Миллисента Роджерс была полной противоположностью Моны Уильямс. Среди маленьких богатых бедняжек дебютанток, о молниеносной карьере которых в 20–30-е годы не переставая трубила пресса, были наследницы табачных империй, банков, заводов по производству консервов, швейных машинок, галантерейных магазинов; там были барышни гораздо богаче Миллисенты Роджерс, например, дочери основателя «Стандард ойл», и с еще менее завидной судьбой. Но так тратить деньги и выглядеть так шикарно, как она, умели немногие. Ее личико было подобно цветку лотоса, фигура – китайской статуэтке. На закате жизни, в 40-е, Миллисента Роджерс предпочла уехать в штат Нью-Мексико, бежать от жизни и моды, оставив этот удел другим людям, не столь роскошным, не столь оригинальным. Неслышно ушла она и из великосветского круга – а ведь в самом начале, с появлением ее в высшем обществе, ни о какой тихой гавани она даже помыслить не могла.
В своей бесшабашной юности, пришедшейся на разгар 20-х, Миллисента Роджерс вела более чем активную светскую жизнь. Когда принц Уэльский нанес исторический визит в Америку, его внезапно уговорила потанцевать с ней удивительно милая и дерзкая особа с мраморным личиком, пухлыми губками и длинными ногтями, в платье, украшенном восточными самоцветами. Она всеми силами постаралась, чтобы ее поступок запомнили. Она вообще в любом месте и в любое время умела оставить о себе впечатление. Один ее поклонник потом долго вспоминал: вот она идет по коридору в синем льняном пляжном костюме, и в лучах света играет ее красный носовой платок. В другой раз она предстала перед ним же в дверном проеме, и на ней было платье-футляр в блестках пурпурного, под цвет ее волос, оттенка. Диана Вриланд описывает выездной бал в нью-йоркском отеле «Ритц», где остановилась наша героиня: в тот вечер Миллисента Роджерс решила поиграть – постоянно меняла наряды. Если в самом начале на ней было черное шелковое платье от Пату с турнюром и треном, то потом она вдруг заявила, что села на мороженое и переоделась в другой наряд – из тафты. В следующий раз вместо мороженого предлогом послужил пролитый кофе, она снова переоделась, и так продолжалось весь вечер.

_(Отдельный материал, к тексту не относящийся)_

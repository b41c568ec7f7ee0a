//! Conversation transcript parsing and rendering support.
//!
//! Diarized transcripts arrive as flat text with one `"<Label>: <utterance>"`
//! line per speaker turn. This module decides whether a transcript is a
//! conversation at all, splits it into attributed turns, and assigns each
//! distinct speaker a stable palette color for display.

use regex_lite::Regex;

/// One parsed line of a conversation transcript.
///
/// Derived transiently from a record's text; never persisted.
#[derive(Debug, Clone, PartialEq, Eq)]
pub struct ConversationTurn {
    /// Speaker label, absent for continuation/system lines like "(pause)"
    pub speaker: Option<String>,
    /// Utterance text, non-empty after trimming
    pub content: String,
}

impl ConversationTurn {
    pub fn is_continuation(&self) -> bool {
        self.speaker.is_none()
    }
}

/// True iff the text contains at least one `token:` speaker marker.
pub fn is_multi_speaker(text: &str) -> bool {
    let marker = Regex::new(r"\w+\s*:").unwrap();
    marker.is_match(text)
}

/// Split a flat transcript into speaker-attributed turns.
///
/// Blank lines are dropped. A line matching `"<label>: <rest>"` (label =
/// everything before the first colon) becomes an attributed turn; anything
/// else becomes a continuation turn. Turns with empty content are dropped.
pub fn parse(text: &str) -> Vec<ConversationTurn> {
    let line_pattern = Regex::new(r"^([^:]+):\s*(.*)$").unwrap();

    text.lines()
        .map(str::trim)
        .filter(|line| !line.is_empty())
        .filter_map(|line| {
            let turn = match line_pattern.captures(line) {
                Some(caps) => ConversationTurn {
                    speaker: Some(caps[1].trim().to_string()),
                    content: caps[2].trim().to_string(),
                },
                None => ConversationTurn {
                    speaker: None,
                    content: line.to_string(),
                },
            };
            if turn.content.is_empty() {
                None
            } else {
                Some(turn)
            }
        })
        .collect()
}

/// Distinct speakers in order of first appearance.
///
/// Identity is case-insensitive ("ANA" and "ana" are one speaker); the
/// casing of the first occurrence is kept for display.
pub fn distinct_speakers(turns: &[ConversationTurn]) -> Vec<String> {
    let mut seen: Vec<String> = Vec::new();
    let mut speakers = Vec::new();

    for turn in turns {
        if let Some(label) = &turn.speaker {
            let key = label.to_lowercase();
            if !seen.contains(&key) {
                seen.push(key);
                speakers.push(label.clone());
            }
        }
    }

    speakers
}

/// Count of distinct labels from `labels` actually present in `text` as a
/// leading `"<label>:"` marker, matched case-insensitively.
///
/// This is the unified `speaker_count` contract: labels the service
/// configured (or generated) that the labeling model actually used.
pub fn present_speaker_count(text: &str, labels: &[String]) -> usize {
    let lowered = text.to_lowercase();
    labels
        .iter()
        .filter(|label| lowered.contains(&format!("{}:", label.to_lowercase())))
        .count()
}

/// Fixed display palette, cycled when a conversation has more speakers
/// than entries. Order matches first-appearance order of the speakers.
pub const SPEAKER_PALETTE: [&str; 8] = [
    "blue", "green", "purple", "orange", "pink", "indigo", "teal", "rose",
];

/// Stable palette color for the speaker at first-appearance `index`.
pub fn speaker_color(index: usize) -> &'static str {
    SPEAKER_PALETTE[index % SPEAKER_PALETTE.len()]
}

/// Trailing summary shown after a rendered conversation.
#[derive(Debug, Clone, PartialEq, Eq)]
pub struct ConversationSummary {
    pub speaker_count: usize,
    pub speakers: Vec<String>,
}

pub fn summarize(turns: &[ConversationTurn]) -> ConversationSummary {
    let speakers = distinct_speakers(turns);
    ConversationSummary {
        speaker_count: speakers.len(),
        speakers,
    }
}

Хотя жажда эксгибиционизма у Миллисенты Роджерс была неутолима, чувство меры и вкус ей не изменяли, и это очень важно. Все последующие годы она появлялась на торжествах в необычных образах – Анны Карениной в соболях, надушенной китайской наложницы в оранжевом одеянии или Гретель из сказки – в тирольском костюме от Скьяпарелли. Ее оригинальность проявлялась даже в манере повязывать бант или шарф, а однажды она сумела сказать новое слово и в ювелирном деле: сорвала листок с дерева, проткнула булавкой и отдала в качестве образца Буавену, чтобы тот отлил листок из золота и украсил бриллиантами.

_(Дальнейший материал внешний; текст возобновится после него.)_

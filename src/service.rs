//! Transcription request orchestration.
//!
//! One request-response cycle per upload, no shared mutable state beyond
//! the history store and blob storage: validate the upload, run the
//! speech-to-text capability, optionally run speaker labeling, compute
//! usage, store the blob best-effort, persist the record.

use crate::conversation;
use crate::error::ServiceError;
use crate::labeling::{self, SpeakerLabeler};
use crate::pricing;
use crate::storage::BlobStorage;
use crate::store::{TranscriptionRecord, TranscriptionStore};
use crate::stt::SpeechToText;
use anyhow::Context;
use chrono::Utc;
use std::sync::Arc;
use tracing::{error, info, warn};

/// An uploaded audio clip, as received from the HTTP layer.
#[derive(Debug, Clone)]
pub struct AudioUpload {
    pub bytes: Vec<u8>,
    pub mime_type: String,
}

/// Parameters of a diarized request.
#[derive(Debug, Clone, Default)]
pub struct DiarizeOptions {
    /// Expected speaker count hint (default 2)
    pub expected_speakers: Option<usize>,
    /// Optional ordered display names for the speakers
    pub speaker_names: Vec<String>,
}

pub struct TranscriptionService {
    stt: Option<Arc<dyn SpeechToText>>,
    labeler: Option<Arc<dyn SpeakerLabeler>>,
    storage: Option<Arc<dyn BlobStorage>>,
    store: Arc<dyn TranscriptionStore>,
}

impl TranscriptionService {
    pub fn new(
        stt: Option<Arc<dyn SpeechToText>>,
        labeler: Option<Arc<dyn SpeakerLabeler>>,
        storage: Option<Arc<dyn BlobStorage>>,
        store: Arc<dyn TranscriptionStore>,
    ) -> Self {
        Self {
            stt,
            labeler,
            storage,
            store,
        }
    }

    pub fn stt_configured(&self) -> bool {
        self.stt.is_some()
    }

    pub fn storage_configured(&self) -> bool {
        self.storage.is_some()
    }

    /// Plain transcription: STT, usage, best-effort blob upload, persist.
    pub async fn transcribe(
        &self,
        upload: AudioUpload,
    ) -> Result<TranscriptionRecord, ServiceError> {
        validate_upload(&upload)?;
        let stt = self
            .stt
            .as_ref()
            .ok_or(ServiceError::ServiceUnavailable("speech-to-text"))?;

        let filename = blob_filename(&upload.mime_type);
        let transcript = stt
            .transcribe(upload.bytes.clone(), &upload.mime_type, &filename)
            .await
            .map_err(|e| ServiceError::UpstreamFailure(format!("{:#}", e)))?;

        let usd_expended = pricing::request_cost_usd(transcript.duration_seconds, 0);
        let audio_url = self.store_blob(&filename, &upload.bytes).await;

        let record = TranscriptionRecord {
            id: uuid::Uuid::new_v4().to_string(),
            text: transcript.text,
            original_text: None,
            audio_url,
            created_at: Utc::now(),
            duration_seconds: transcript.duration_seconds,
            tokens_expended: 0,
            usd_expended,
            speaker_count: None,
        };

        self.store
            .insert(record.clone())
            .await
            .context("failed to persist transcription")?;

        info!(
            "Transcribed {:.1}s clip ({} chars)",
            record.duration_seconds,
            record.text.len()
        );
        Ok(record)
    }

    /// Diarized transcription: STT, then speaker labeling with the raw
    /// transcript as fallback, usage including labeling tokens, best-effort
    /// blob upload, persist.
    pub async fn diarize(
        &self,
        upload: AudioUpload,
        options: DiarizeOptions,
    ) -> Result<TranscriptionRecord, ServiceError> {
        validate_upload(&upload)?;
        let stt = self
            .stt
            .as_ref()
            .ok_or(ServiceError::ServiceUnavailable("speech-to-text"))?;
        let labeler = self
            .labeler
            .as_ref()
            .ok_or(ServiceError::ServiceUnavailable("speaker labeling"))?;

        let filename = blob_filename(&upload.mime_type);
        let transcript = stt
            .transcribe(upload.bytes.clone(), &upload.mime_type, &filename)
            .await
            .map_err(|e| ServiceError::UpstreamFailure(format!("{:#}", e)))?;

        let labels = labeling::speaker_labels(
            options.expected_speakers.unwrap_or(2),
            &options.speaker_names,
        );

        // The labeling capability is best-effort: on failure or empty
        // output the raw transcript stands.
        let (labeled_text, tokens) = match labeler.label(&transcript.text, &labels).await {
            Ok(outcome) => {
                let tokens = outcome.tokens;
                match outcome.text {
                    Some(text) => (text, tokens),
                    None => {
                        warn!("Labeling returned empty content, using raw transcript");
                        (transcript.text.clone(), tokens)
                    }
                }
            }
            Err(e) => {
                warn!("Labeling call failed, using raw transcript: {:#}", e);
                (transcript.text.clone(), 0)
            }
        };

        let usd_expended = pricing::request_cost_usd(transcript.duration_seconds, tokens);
        let audio_url = self.store_blob(&filename, &upload.bytes).await;
        let speaker_count = conversation::present_speaker_count(&labeled_text, &labels);

        let record = TranscriptionRecord {
            id: uuid::Uuid::new_v4().to_string(),
            text: labeled_text,
            original_text: Some(transcript.text),
            audio_url,
            created_at: Utc::now(),
            duration_seconds: transcript.duration_seconds,
            tokens_expended: tokens,
            usd_expended,
            speaker_count: Some(speaker_count),
        };

        self.store
            .insert(record.clone())
            .await
            .context("failed to persist transcription")?;

        info!(
            "Diarized {:.1}s clip: {} speakers, {} tokens",
            record.duration_seconds, speaker_count, tokens
        );
        Ok(record)
    }

    /// All records newest-first, with history-wide usage totals.
    pub async fn list(&self) -> Result<HistoryPage, ServiceError> {
        let records = self.store.list().await.context("failed to list history")?;
        let total_tokens = records.iter().map(|r| r.tokens_expended).sum();
        let total_cost = records.iter().map(|r| r.usd_expended).sum();
        Ok(HistoryPage {
            total: records.len(),
            total_tokens,
            total_cost,
            records,
        })
    }

    /// Delete one record, removing its stored audio first.
    ///
    /// Blob deletion is best-effort: a storage failure is logged drift and
    /// never blocks removal of the record itself.
    pub async fn delete(&self, id: &str) -> Result<(), ServiceError> {
        let record = self
            .store
            .get(id)
            .await
            .context("failed to look up transcription")?
            .ok_or_else(|| ServiceError::NotFound(id.to_string()))?;

        self.delete_blob(&record.audio_url).await;

        let removed = self
            .store
            .delete(id)
            .await
            .context("failed to delete transcription")?;
        if !removed {
            return Err(ServiceError::NotFound(id.to_string()));
        }
        Ok(())
    }

    /// Delete every record and its stored audio, returning the count
    /// removed.
    ///
    /// Blob deletions fan out concurrently with per-blob error isolation;
    /// the store is cleared only after every outcome has been observed.
    pub async fn clear_all(&self) -> Result<usize, ServiceError> {
        let records = self.store.list().await.context("failed to list history")?;

        let deletions = records
            .iter()
            .map(|record| self.delete_blob(&record.audio_url));
        futures::future::join_all(deletions).await;

        let count = self.store.clear().await.context("failed to clear history")?;
        Ok(count)
    }

    async fn store_blob(&self, filename: &str, bytes: &[u8]) -> String {
        let Some(storage) = &self.storage else {
            return String::new();
        };
        match storage.put(filename, bytes).await {
            Ok(url) => url,
            Err(e) => {
                error!("Blob upload failed, continuing without audio URL: {:#}", e);
                String::new()
            }
        }
    }

    async fn delete_blob(&self, url: &str) {
        if url.is_empty() {
            return;
        }
        let Some(storage) = &self.storage else {
            return;
        };
        if let Err(e) = storage.delete(url).await {
            error!("Blob deletion failed for {}: {:#}", url, e);
        }
    }
}

/// One page of history with aggregate usage.
#[derive(Debug, Clone)]
pub struct HistoryPage {
    pub records: Vec<TranscriptionRecord>,
    pub total: usize,
    pub total_tokens: u64,
    pub total_cost: f64,
}

fn validate_upload(upload: &AudioUpload) -> Result<(), ServiceError> {
    if upload.bytes.is_empty() {
        return Err(ServiceError::InvalidInput(
            "No audio file provided".to_string(),
        ));
    }
    if !upload.mime_type.starts_with("audio/") {
        return Err(ServiceError::InvalidInput(
            "File must be an audio file".to_string(),
        ));
    }
    Ok(())
}

fn blob_filename(mime_type: &str) -> String {
    let extension = match mime_type.split(';').next().unwrap_or_default() {
        "audio/wav" | "audio/x-wav" => "wav",
        "audio/webm" => "webm",
        "audio/mpeg" => "mp3",
        "audio/ogg" => "ogg",
        _ => "bin",
    };
    format!("audio-{}.{}", uuid::Uuid::new_v4(), extension)
}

Впоследствии она стала придумывать собственные ювелирные украшения; даже уйдя на покой, она продолжала собирать серебряные безделушки, которые так любят в Нью-Мексико.
Но Миллисента Роджерс не довольствовалась славой первой модницы. С течением лет открылась другая, тихая и кроткая, сторона ее характера, в ней проснулись любовь к детям и желание остепениться. Но и в молодости, и в зрелом возрасте она оставалась весьма оригинальной особой, и ее артистическая натура выражалась в ее увлечениях. Если бы под конец жизни ее не настигла тяжелая болезнь, она, вероятно, подавила бы любовь к деньгам и стала большим художником, перестав разменивать свой талант и заниматься всем подряд: иллюстрировать детские книжки, ткать ковры, создавать ювелирные украшения, заниматься дизайном интерьера, беспечно бросая работу на полпути. В 30-е годы она некоторое время одевалась исключительно у американского модельера Чарльза Джеймса. Этот портной великолепно работал с атласом, а по мастерству и вниманию к деталям не уступал французским мастерам. Заказам от Миллисента, он, конечно, чрезвычайно обрадовался: она обращалась к нему постоянно, дело процветало. Но когда портной осознал, сколько времени и сил уходит на партию из сорока кофточек, которые, как ему казалось, очень скоро будут отправлены в утиль, он запротестовал. Когда ему с очередным заказом позвонила экономка миссис Роджерс, он взмолился: «Ну отчего ваша хозяйка такая барахольщица!» «Нет, мистер Джеймс, она не барахольщица, она коллекционер», – возразила барышня. Миллисента Роджерс оправдала высокое доверие экономки: в 1949 году она пожертвовала Бруклинскому музею коллекцию одежды, сшитой по ее заказу Чарльзом Джеймсом.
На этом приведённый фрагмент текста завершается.